Dans sa formulation elle décèle un indice intéressant : il a dit « tu leur as », ça veut sûrement dire qu'il n'étais pas encore un soldat du bataillon à cette époque.
La blonde fixe les yeux bleus de l'homme qui lui fait face avec son air détaché et exaspéré.
— Et si je me transforme ? Répond-elle.
— Je ne crois pas que tu aies envie de nous mettre des bâtons dans les roues, au contraire. Rétorque le jeune homme qui prend bien soin de ne pas prendre un air hautain ni suffisant.
Annie hausse un sourcil.
— J'imagine que la seule chose que tu veux c'est retourner à Mahr et ce n'est pas en restant cloîtrée ici que tu y arriveras. Alors que, si tu es libre, tu pourrais sûrement contacter quelqu'un là-bas et t'arranger pour obtenir une porte de sortie, il ne te resterais donc plus qu'à avoir un sauf-conduit jusqu'à la côte. En accompagnant le bataillon qui va enchaîner les expéditions afin de vider l'île de tous les titans qui y rôdent encore, par exemple. Explique Thomas.
La jeune femme baisse la tête sans laisser toutefois la moindre expression transparaître sur ses traits : il a tout bon. C'est effectivement le plan qu'elle a échafaudé ces derniers jours en ayant relativement compris la situation actuelle du peuple des murs. Armin est sûrement celui qui a percé à jour ses intentions, comme la dernière fois, ce brun doit être leur porte-parole.
— Qu'est-ce qui me dit que vous n'allez pas juste m'utiliser comme une arme et me donner en pâture à quelqu'un pour récupérer mon pouvoir une fois que vous n'aurez plus besoin de moi ? Demande-t-elle.
— Dans ce cas là ça serait déjà fait non ? Interroge en retour le jeune homme.
Certes.

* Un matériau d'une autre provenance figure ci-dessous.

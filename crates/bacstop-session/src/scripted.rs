//! In-memory transport that replays a scripted notification sequence.
//!
//! Used for development without hardware and throughout the tests. Every
//! call is recorded so call order (subscribe before write) can be checked
//! after the transport has been moved into a session.

use std::sync::{Arc, Mutex};
use std::time::Duration;

use async_trait::async_trait;
use futures::stream::{self, StreamExt};

use bacstop_protocol::{Bac, Frame, TestEvent};

use crate::error::{Result, TransportError};
use crate::transport::{Notifications, Transport};

/// A recorded transport call.
#[derive(Debug, Clone, PartialEq, Eq)]
pub enum Call {
    Connect,
    Subscribe,
    Write(Vec<u8>),
    Disconnect,
}

/// Shared view of the calls a [`ScriptedTransport`] received.
#[derive(Debug, Clone, Default)]
pub struct CallLog(Arc<Mutex<Vec<Call>>>);

impl CallLog {
    fn push(&self, call: Call) {
        self.0
            .lock()
            .unwrap_or_else(|poisoned| poisoned.into_inner())
            .push(call);
    }

    /// Snapshot of the calls so far.
    pub fn calls(&self) -> Vec<Call> {
        self.0
            .lock()
            .unwrap_or_else(|poisoned| poisoned.into_inner())
            .clone()
    }
}

/// What the notification stream does once the script is exhausted.
#[derive(Debug, Clone, Copy, PartialEq, Eq)]
enum AfterScript {
    /// Stay silent forever, as a device that stopped talking.
    Hang,
    /// End the stream, as a dropped link.
    Close,
}

/// A transport that plays back a fixed list of notifications.
#[derive(Debug)]
pub struct ScriptedTransport {
    script: Vec<(Duration, Vec<u8>)>,
    after: AfterScript,
    fail_connect: bool,
    stall_write: bool,
    connected: bool,
    peer: String,
    log: CallLog,
}

impl Default for ScriptedTransport {
    fn default() -> Self {
        Self::new()
    }
}

impl ScriptedTransport {
    pub fn new() -> Self {
        Self {
            script: Vec::new(),
            after: AfterScript::Hang,
            fail_connect: false,
            stall_write: false,
            connected: false,
            peer: "00:00:00:00:00:00".to_string(),
            log: CallLog::default(),
        }
    }

    /// A complete breath test ending in `bac`, one notification per `pace`:
    /// a five second countdown, the blow prompt, five seconds of blowing,
    /// analysis, and the result.
    pub fn simulated(bac: Bac, pace: Duration) -> Self {
        let mut events: Vec<TestEvent> = (1..=5).rev().map(TestEvent::Countdown).collect();
        events.push(TestEvent::StartBlow);
        events.extend((1..=5).rev().map(TestEvent::KeepBlowing));
        events.extend([TestEvent::Analyzing, TestEvent::Finalizing, TestEvent::Result(bac)]);
        events
            .into_iter()
            .fold(Self::new().with_peer("simulated"), |t, e| t.event_after(pace, e))
    }

    /// Queue raw notification bytes, delivered immediately.
    pub fn frame(self, bytes: impl Into<Vec<u8>>) -> Self {
        self.frame_after(Duration::ZERO, bytes)
    }

    /// Queue raw notification bytes, delivered `delay` after the previous one.
    pub fn frame_after(mut self, delay: Duration, bytes: impl Into<Vec<u8>>) -> Self {
        self.script.push((delay, bytes.into()));
        self
    }

    /// Queue the wire encoding of an event.
    pub fn event(self, event: TestEvent) -> Self {
        self.event_after(Duration::ZERO, event)
    }

    /// Queue the wire encoding of an event after a delay.
    pub fn event_after(self, delay: Duration, event: TestEvent) -> Self {
        self.frame_after(delay, Frame::encode(event).as_bytes().to_vec())
    }

    /// Queue a sequence of events with no delay.
    pub fn events(self, events: impl IntoIterator<Item = TestEvent>) -> Self {
        events.into_iter().fold(self, |t, e| t.event(e))
    }

    /// End the notification stream after the script instead of going silent.
    pub fn then_close(mut self) -> Self {
        self.after = AfterScript::Close;
        self
    }

    /// Make `connect` fail.
    pub fn failing_connect(mut self) -> Self {
        self.fail_connect = true;
        self
    }

    /// Make `write_command` never complete, as a write-with-response the
    /// device never acknowledges.
    pub fn stalling_write(mut self) -> Self {
        self.stall_write = true;
        self
    }

    pub fn with_peer(mut self, peer: impl Into<String>) -> Self {
        self.peer = peer.into();
        self
    }

    /// Handle to the call log, valid after the transport is moved.
    pub fn call_log(&self) -> CallLog {
        self.log.clone()
    }
}

#[async_trait]
impl Transport for ScriptedTransport {
    async fn connect(&mut self) -> Result<()> {
        self.log.push(Call::Connect);
        if self.fail_connect {
            return Err(TransportError::DeviceNotFound);
        }
        self.connected = true;
        Ok(())
    }

    async fn subscribe(&mut self) -> Result<Notifications> {
        self.log.push(Call::Subscribe);
        if !self.connected {
            return Err(TransportError::NotConnected);
        }
        let script = std::mem::take(&mut self.script);
        let played = stream::iter(script).then(|(delay, bytes)| async move {
            if !delay.is_zero() {
                tokio::time::sleep(delay).await;
            }
            bytes
        });
        let notifications: Notifications = match self.after {
            AfterScript::Hang => Box::pin(played.chain(stream::pending())),
            AfterScript::Close => Box::pin(played),
        };
        Ok(notifications)
    }

    async fn write_command(&mut self, payload: &[u8]) -> Result<()> {
        self.log.push(Call::Write(payload.to_vec()));
        if !self.connected {
            return Err(TransportError::NotConnected);
        }
        if self.stall_write {
            futures::future::pending::<()>().await;
        }
        Ok(())
    }

    async fn disconnect(&mut self) -> Result<()> {
        self.log.push(Call::Disconnect);
        self.connected = false;
        Ok(())
    }

    fn peer(&self) -> Option<String> {
        self.connected.then(|| self.peer.clone())
    }
}

#[cfg(test)]
mod tests {
    use super::*;

    #[tokio::test]
    async fn replays_script_in_order() {
        let mut t = ScriptedTransport::new()
            .events([TestEvent::Countdown(1), TestEvent::StartBlow])
            .then_close();
        t.connect().await.unwrap();
        let frames: Vec<Vec<u8>> = t.subscribe().await.unwrap().collect().await;
        assert_eq!(frames.len(), 2);
        assert_eq!(frames[0], vec![0x80, 0x01, 0x01, 0x00, 0x15, 0xE7]);
        assert_eq!(frames[1], vec![0x80, 0x02, 0x00, 0x00, 0x15, 0xE7]);
    }

    #[tokio::test(start_paused = true)]
    async fn simulated_test_is_paced() {
        let mut t =
            ScriptedTransport::simulated(Bac::from_raw(208), Duration::from_secs(1)).then_close();
        t.connect().await.unwrap();
        assert_eq!(t.peer().as_deref(), Some("simulated"));

        let start = tokio::time::Instant::now();
        let frames: Vec<Vec<u8>> = t.subscribe().await.unwrap().collect().await;
        assert_eq!(frames.len(), 14);
        assert!(start.elapsed() >= Duration::from_secs(14));
        assert_eq!(
            bacstop_protocol::decode(&frames[13]).unwrap(),
            TestEvent::Result(Bac::from_raw(208))
        );
    }

    #[tokio::test]
    async fn subscribe_requires_connection() {
        let mut t = ScriptedTransport::new();
        assert!(matches!(
            t.subscribe().await,
            Err(TransportError::NotConnected)
        ));
    }

    #[tokio::test]
    async fn peer_only_while_connected() {
        let mut t = ScriptedTransport::new().with_peer("AA:BB:CC:DD:EE:FF");
        assert_eq!(t.peer(), None);
        t.connect().await.unwrap();
        assert_eq!(t.peer().as_deref(), Some("AA:BB:CC:DD:EE:FF"));
        t.disconnect().await.unwrap();
        assert_eq!(t.peer(), None);
        assert_eq!(
            t.call_log().calls(),
            vec![Call::Connect, Call::Disconnect]
        );
    }
}
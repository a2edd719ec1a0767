//! Spice-level policy for BACstop.
//!
//! Turns a breath-test [`Outcome`](bacstop_protocol::Outcome) plus the
//! repository's [`PolicyConfig`] into a [`Decision`] for the git hook.
//!
//! | Spice  | BAC >= threshold | BAC < threshold | test failed |
//! |--------|------------------|-----------------|-------------|
//! | verde  | allow            | allow           | block       |
//! | hot    | allow            | block           | block       |
//! | diablo | allow            | destroy         | block       |

pub mod config;
pub mod engine;
pub mod error;

pub use config::{
    parse_threshold, HookKind, PolicyConfig, Spice, CONFIG_FILE_NAME, ENV_HOOK, ENV_SPICE,
    ENV_THRESHOLD,
};
pub use engine::{decide, Decision};
pub use error::{PolicyError, Result};
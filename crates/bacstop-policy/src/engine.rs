//! The decision table.

use std::fmt;

use serde::Serialize;
use tracing::debug;

use bacstop_protocol::Outcome;

use crate::config::{PolicyConfig, Spice};

/// What the hook should do with the pending git operation.
#[derive(Debug, Clone, Copy, PartialEq, Eq, Hash, Serialize)]
#[serde(rename_all = "snake_case")]
pub enum Decision {
    /// Let the operation proceed.
    Allow,
    /// Reject the operation.
    Block,
    /// Reject the operation and discard the pending change set.
    Destroy,
}

impl Decision {
    /// Whether the git operation must not proceed.
    pub fn rejects(&self) -> bool {
        !matches!(self, Decision::Allow)
    }
}

impl fmt::Display for Decision {
    fn fmt(&self, f: &mut fmt::Formatter<'_>) -> fmt::Result {
        f.write_str(match self {
            Decision::Allow => "allow",
            Decision::Block => "block",
            Decision::Destroy => "destroy",
        })
    }
}

/// Map a test outcome to a decision.
///
/// A failed test always blocks, whatever the spice: no measurement is not a
/// passing measurement, and nothing is destroyed without one. A completed
/// test passes when its BAC is at or above the threshold.
pub fn decide(outcome: &Outcome, config: &PolicyConfig) -> Decision {
    let decision = match outcome {
        Outcome::Failed { .. } => Decision::Block,
        Outcome::Completed { bac } if *bac >= config.threshold => Decision::Allow,
        Outcome::Completed { .. } => match config.spice {
            Spice::Verde => Decision::Allow,
            Spice::Hot => Decision::Block,
            Spice::Diablo => Decision::Destroy,
        },
    };
    debug!(
        %outcome,
        threshold = %config.threshold,
        spice = %config.spice,
        %decision,
        "policy decision"
    );
    decision
}
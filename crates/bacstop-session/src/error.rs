//! Session error types.

use std::time::Duration;

use uuid::Uuid;

/// Errors raised by a [`Transport`](crate::transport::Transport).
///
/// The session never hands these to its caller; they are folded into
/// `Outcome::Failed { reason: ConnectionLost }`.
#[derive(Debug, thiserror::Error)]
pub enum TransportError {
    /// No Bluetooth adapter on this host.
    #[error("no Bluetooth adapter available")]
    NoAdapter,

    /// Scan finished without a matching device.
    #[error("no BACtrack device found")]
    DeviceNotFound,

    /// The device does not expose the test characteristic.
    #[error("characteristic {0} not found on device")]
    CharacteristicNotFound(Uuid),

    /// Operation needs an established link.
    #[error("not connected to device")]
    NotConnected,

    /// Connect did not finish in time.
    #[error("timed out after {0:?}")]
    TimedOut(Duration),

    /// btleplug error.
    #[cfg(feature = "ble")]
    #[error("bluetooth error: {0}")]
    Ble(#[from] btleplug::Error),
}

/// Misuse of a [`DeviceSession`](crate::session::DeviceSession).
#[derive(Debug, thiserror::Error)]
pub enum SessionError {
    /// `start` was called while an earlier attempt is still running.
    #[error("a breath test is already in progress on this session")]
    AttemptInProgress,
}

/// Result type alias for transport operations.
pub type Result<T> = std::result::Result<T, TransportError>;
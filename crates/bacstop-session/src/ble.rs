//! Bluetooth LE transport over btleplug.

use std::time::Duration;

use async_trait::async_trait;
use btleplug::api::{
    Central as _, Characteristic, Manager as _, Peripheral as _, ScanFilter, WriteType,
};
use btleplug::platform::{Manager, Peripheral};
use futures::StreamExt;
use tracing::{debug, info};

use crate::error::{Result, TransportError};
use crate::session::SessionParams;
use crate::transport::{Notifications, Transport, CHARACTERISTIC_UUID, DEVICE_NAME_HINT};

/// A BACtrack device reached through the first Bluetooth adapter.
pub struct BleTransport {
    address: Option<String>,
    scan_window: Duration,
    peripheral: Option<Peripheral>,
    characteristic: Option<Characteristic>,
}

impl BleTransport {
    pub fn new(params: &SessionParams) -> Self {
        Self {
            address: params.device_address.clone(),
            scan_window: params.scan_window,
            peripheral: None,
            characteristic: None,
        }
    }

    async fn find_peripheral(&self) -> Result<Peripheral> {
        let manager = Manager::new().await?;
        let central = manager
            .adapters()
            .await?
            .into_iter()
            .next()
            .ok_or(TransportError::NoAdapter)?;

        info!(window = ?self.scan_window, "scanning for BACtrack device");
        central.start_scan(ScanFilter::default()).await?;
        tokio::time::sleep(self.scan_window).await;
        let peripherals = central.peripherals().await?;
        if let Err(err) = central.stop_scan().await {
            debug!(error = %err, "stop_scan failed");
        }

        for peripheral in peripherals {
            let address = peripheral.address().to_string();
            if let Some(wanted) = &self.address {
                if address.eq_ignore_ascii_case(wanted) {
                    return Ok(peripheral);
                }
                continue;
            }
            let name = peripheral
                .properties()
                .await?
                .and_then(|props| props.local_name);
            if let Some(name) = name {
                debug!(%address, %name, "found peripheral");
                if name.to_lowercase().contains(DEVICE_NAME_HINT) {
                    return Ok(peripheral);
                }
            }
        }
        Err(TransportError::DeviceNotFound)
    }

    fn link(&self) -> Result<(&Peripheral, &Characteristic)> {
        match (&self.peripheral, &self.characteristic) {
            (Some(p), Some(c)) => Ok((p, c)),
            _ => Err(TransportError::NotConnected),
        }
    }
}

#[async_trait]
impl Transport for BleTransport {
    async fn connect(&mut self) -> Result<()> {
        let peripheral = self.find_peripheral().await?;
        peripheral.connect().await?;
        peripheral.discover_services().await?;

        let characteristic = peripheral
            .characteristics()
            .into_iter()
            .find(|c| c.uuid == CHARACTERISTIC_UUID)
            .ok_or(TransportError::CharacteristicNotFound(CHARACTERISTIC_UUID))?;

        self.peripheral = Some(peripheral);
        self.characteristic = Some(characteristic);
        Ok(())
    }

    async fn subscribe(&mut self) -> Result<Notifications> {
        let (peripheral, characteristic) = self.link()?;
        // The stream must exist before notifications are enabled.
        let raw = peripheral.notifications().await?;
        peripheral.subscribe(characteristic).await?;
        let filtered: Notifications = Box::pin(raw.filter_map(|n| async move {
            (n.uuid == CHARACTERISTIC_UUID).then_some(n.value)
        }));
        Ok(filtered)
    }

    async fn write_command(&mut self, payload: &[u8]) -> Result<()> {
        let (peripheral, characteristic) = self.link()?;
        peripheral
            .write(characteristic, payload, WriteType::WithResponse)
            .await?;
        Ok(())
    }

    async fn disconnect(&mut self) -> Result<()> {
        let Some(peripheral) = self.peripheral.take() else {
            return Ok(());
        };
        if let Some(characteristic) = self.characteristic.take() {
            if let Err(err) = peripheral.unsubscribe(&characteristic).await {
                debug!(error = %err, "unsubscribe failed");
            }
        }
        if peripheral.is_connected().await? {
            peripheral.disconnect().await?;
        }
        info!("disconnected from device");
        Ok(())
    }

    fn peer(&self) -> Option<String> {
        self.peripheral.as_ref().map(|p| p.address().to_string())
    }
}
//! Errors returned by the dispatcher.
//!
//! Only caller misuse and lifecycle problems are errors. Backpressure and
//! partition rollover are ordinary outcomes of a publish and are reported
//! through [`Admission`](crate::Dispatcher::Admission) instead.

use std::io;
use thiserror::Error;

#[non_exhaustive]
#[derive(Error, Debug)]
pub enum DispatcherError {
    /// A message or claim does not fit in a single frame.
    #[error("frame of {framed_length} bytes exceeds max frame length {max_frame_length}")]
    FrameTooLarge {
        framed_length: usize,
        max_frame_length: usize,
    },

    /// Another open subscription already uses this name.
    #[error("subscription name '{0}' is already in use")]
    SubscriptionNameInUse(String),

    /// No open subscription has this name or id.
    #[error("no subscription named '{0}'")]
    UnknownSubscription(String),

    /// The subscription topology of a pipeline is fixed at construction.
    #[error("{operation} is not supported in pipeline mode")]
    UnsupportedInPipelineMode { operation: &'static str },

    /// A claimed batch has no room for another fragment of this length.
    #[error("batch has {remaining} bytes left, fragment needs {required}")]
    BatchCapacityExceeded { required: usize, remaining: usize },

    /// The dispatcher (or the command path to it) has been closed.
    #[error("dispatcher is closed")]
    Closed,

    /// The construction-time configuration is unusable.
    #[error("invalid configuration: {0}")]
    InvalidConfig(String),

    /// The storage backend could not provide the buffer.
    #[error("storage allocation failed: {source}")]
    Storage {
        #[from]
        source: io::Error,
    },
}

impl DispatcherError {
    /// Returns a short stable label (snake_case) for use in logs.
    pub fn as_label(&self) -> &'static str {
        match self {
            DispatcherError::FrameTooLarge { .. } => "frame_too_large",
            DispatcherError::SubscriptionNameInUse(_) => "subscription_name_in_use",
            DispatcherError::UnknownSubscription(_) => "unknown_subscription",
            DispatcherError::UnsupportedInPipelineMode { .. } => "unsupported_in_pipeline_mode",
            DispatcherError::BatchCapacityExceeded { .. } => "batch_capacity_exceeded",
            DispatcherError::Closed => "closed",
            DispatcherError::InvalidConfig(_) => "invalid_config",
            DispatcherError::Storage { .. } => "storage",
        }
    }

    /// Caller misuse is never retried; everything else may succeed later.
    pub fn is_caller_misuse(&self) -> bool {
        matches!(
            self,
            DispatcherError::FrameTooLarge { .. }
                | DispatcherError::SubscriptionNameInUse(_)
                | DispatcherError::UnsupportedInPipelineMode { .. }
                | DispatcherError::BatchCapacityExceeded { .. }
        )
    }
}
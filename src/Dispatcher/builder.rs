use std::fs::File;

use super::Dispatcher;
use crate::config::{DispatchMode, DispatcherConfig, IdleConfig};
use crate::error::DispatcherError;
use crate::Core::alloc::{allocate, Allocation};

/// Builds a [`Dispatcher`] from a [`DispatcherConfig`] plus a storage choice.
#[derive(Debug, Default)]
pub struct DispatcherBuilder {
    config: DispatcherConfig,
    allocation: Allocation,
}

impl DispatcherBuilder {
    pub fn new() -> Self {
        Self::default()
    }

    pub fn from_config(config: DispatcherConfig) -> Self {
        Self {
            config,
            allocation: Allocation::Heap,
        }
    }

    pub fn with_name(mut self, name: impl Into<String>) -> Self {
        self.config.name = name.into();
        self
    }

    /// Total bytes across all partitions.
    pub fn with_buffer_size(mut self, size: usize) -> Self {
        self.config.buffer_size = size;
        self
    }

    pub fn with_partition_count(mut self, partition_count: usize) -> Self {
        self.config.partition_count = partition_count;
        self
    }

    pub fn with_mode(mut self, mode: DispatchMode) -> Self {
        self.config.mode = mode;
        self
    }

    /// Subscriptions created with the dispatcher, in pipeline order.
    pub fn with_subscriptions<I, S>(mut self, names: I) -> Self
    where
        I: IntoIterator<Item = S>,
        S: Into<String>,
    {
        self.config.subscriptions = names.into_iter().map(Into::into).collect();
        self
    }

    pub fn with_window_length(mut self, window_length: usize) -> Self {
        self.config.window_length = Some(window_length);
        self
    }

    pub fn with_idle(mut self, idle: IdleConfig) -> Self {
        self.config.idle = idle;
        self
    }

    /// Back the buffer with a memory map over `file`, which must already be
    /// at least `buffer_size` bytes long.
    pub fn with_mapped_file(mut self, file: File) -> Self {
        self.allocation = Allocation::MappedFile(file);
        self
    }

    pub fn config(&self) -> &DispatcherConfig {
        &self.config
    }

    /// Validate the configuration, allocate storage and start the conductor.
    pub fn build(self) -> Result<Dispatcher, DispatcherError> {
        let layout = self.config.layout()?;
        let storage = allocate(layout.buffer_size(), self.allocation)?;
        Dispatcher::start(
            self.config.name,
            self.config.mode,
            layout,
            storage,
            &self.config.subscriptions,
            &self.config.idle,
        )
    }
}
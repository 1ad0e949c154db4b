use dmxp_dispatcher::Dispatcher::{Dispatcher, DispatcherBuilder, Fragment, FragmentOutcome, Subscription};
use dmxp_dispatcher::DispatchMode;
use std::sync::atomic::{AtomicUsize, Ordering};
use std::thread;

const PARTITION_SIZE: usize = 64 * 1024;

fn pipeline(stages: &[&str]) -> Dispatcher {
    DispatcherBuilder::new()
        .with_name("pipeline")
        .with_buffer_size(3 * PARTITION_SIZE)
        .with_mode(DispatchMode::Pipeline)
        .with_subscriptions(stages.iter().copied())
        .build()
        .unwrap()
}

fn read(subscription: &mut Subscription, max_fragments: usize) -> Vec<u32> {
    let mut values = Vec::new();
    subscription.poll(
        &mut |fragment: &Fragment<'_>| {
            values.push(u32::from_le_bytes(fragment.payload().try_into().unwrap()));
            FragmentOutcome::Consume
        },
        max_fragments,
    );
    values
}

#[test]
fn later_stage_only_sees_what_earlier_stage_consumed() {
    let dispatcher = pipeline(&["a", "b"]);
    let mut a = dispatcher.take_subscription("a").unwrap();
    let mut b = dispatcher.take_subscription("b").unwrap();
    for i in 0..10u32 {
        dispatcher.offer(&i.to_le_bytes()).unwrap();
    }

    assert!(read(&mut b, 100).is_empty());
    assert!(!b.has_available());

    assert_eq!(read(&mut a, 4), vec![0, 1, 2, 3]);
    assert_eq!(b.limit(), a.position());
    assert_eq!(read(&mut b, 100), vec![0, 1, 2, 3]);
    assert!(read(&mut b, 100).is_empty());

    assert_eq!(read(&mut a, 100), (4..10).collect::<Vec<_>>());
    assert_eq!(read(&mut b, 100), (4..10).collect::<Vec<_>>());
    assert_eq!(b.position(), dispatcher.publisher_position());
}

#[test]
fn postponed_fragment_holds_back_next_stage() {
    let dispatcher = pipeline(&["a", "b"]);
    let mut a = dispatcher.take_subscription("a").unwrap();
    let mut b = dispatcher.take_subscription("b").unwrap();
    for i in 0..3u32 {
        dispatcher.offer(&i.to_le_bytes()).unwrap();
    }

    a.peek_and_consume(
        &mut |fragment: &Fragment<'_>| {
            if fragment.payload() == 1u32.to_le_bytes() {
                FragmentOutcome::Postpone
            } else {
                FragmentOutcome::Consume
            }
        },
        10,
    );
    assert_eq!(read(&mut b, 10), vec![0]);
}

#[test]
fn publisher_limit_follows_last_stage() {
    let dispatcher = pipeline(&["a", "b"]);
    let mut a = dispatcher.take_subscription("a").unwrap();
    let window = dispatcher.layout().window_length as i64;

    let frame = [0u8; 500];
    while dispatcher.offer(&frame).unwrap().is_admitted() {}
    assert!(dispatcher.publisher_position() >= window);

    // the first stage draining everything does not free the producer
    while !read_raw(&mut a).is_empty() {}
    dispatcher.update_publisher_limit();
    assert!(!dispatcher.offer(&frame).unwrap().is_admitted());

    let mut b = dispatcher.take_subscription("b").unwrap();
    while !read_raw(&mut b).is_empty() {}
    dispatcher.update_publisher_limit();
    assert!(dispatcher.offer(&frame).unwrap().is_admitted());
}

fn read_raw(subscription: &mut Subscription) -> Vec<usize> {
    let mut lengths = Vec::new();
    subscription.poll(
        &mut |fragment: &Fragment<'_>| {
            lengths.push(fragment.len());
            FragmentOutcome::Consume
        },
        16,
    );
    lengths
}

#[test]
fn three_stage_pipeline_with_block_reads() {
    let dispatcher = pipeline(&["parse", "apply", "ack"]);
    let total = 5_000u32;
    let acked = AtomicUsize::new(0);

    thread::scope(|scope| {
        for stage in ["parse", "apply"] {
            let mut subscription = dispatcher.take_subscription(stage).unwrap();
            let dispatcher = &dispatcher;
            scope.spawn(move || {
                let mut next = 0u32;
                while next < total && !dispatcher.is_closed() {
                    let Some(block) = subscription.peek_block(4096, false) else {
                        thread::yield_now();
                        continue;
                    };
                    for fragment in block.fragments() {
                        assert_eq!(u32::from_le_bytes(fragment.payload().try_into().unwrap()), next);
                        next += 1;
                    }
                    block.mark_completed();
                }
            });
        }

        let mut ack = dispatcher.take_subscription("ack").unwrap();
        let acked = &acked;
        let dispatcher = &dispatcher;
        scope.spawn(move || {
            let mut values = Vec::new();
            while values.len() < total as usize {
                let batch = read(&mut ack, 64);
                if batch.is_empty() {
                    thread::yield_now();
                }
                values.extend(batch);
            }
            assert!(values.iter().copied().eq(0..total));
            acked.store(values.len(), Ordering::Release);
            assert_eq!(ack.position(), dispatcher.publisher_position());
        });

        for i in 0..total {
            while !dispatcher.offer(&i.to_le_bytes()).unwrap().is_admitted() {
                thread::yield_now();
            }
        }
    });

    assert_eq!(acked.load(Ordering::Acquire), total as usize);
}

Son raisonnement semble ne souffrir d'aucune faiblesse. C'est une chose à laquelle elle a aussi pensé : ils vont rapidement avoir envie de transférer son pouvoir à quelqu'un d'autre, quelqu'un de confiance qui est de leur côté. S'ils voulaient juste son pouvoir elle serait déjà morte ou, en tout cas, ils n'oseraient pas prendre autant de risques.
Mais qu'espère vraiment Thomas ?
— Pour ce qui est de t'utiliser comme une arme, tu tapes dans le mile... On t’utilisera forcément de cette manière, mais on ne peut pas nier que tu es formidable au combat, de ce que j'ai lu. Reprend-il.
Est-ce qu'il essaye de lui faire un compliment pour endormir sa méfiance ? Ça la pousse, au contraire, à être d'autant plus sur ses gardes. Mais il y a une chose qu'il n'a pas mentionné et qui pourrait jouer en sa faveur si tout le monde sur cette île l'ignore aussi : s'ils transfèrent son pouvoir à quelqu'un cette personne serait à même d'accéder à ses souvenirs et donc rendre caduque son statut d'intermédiaire et d'informatrice notoire.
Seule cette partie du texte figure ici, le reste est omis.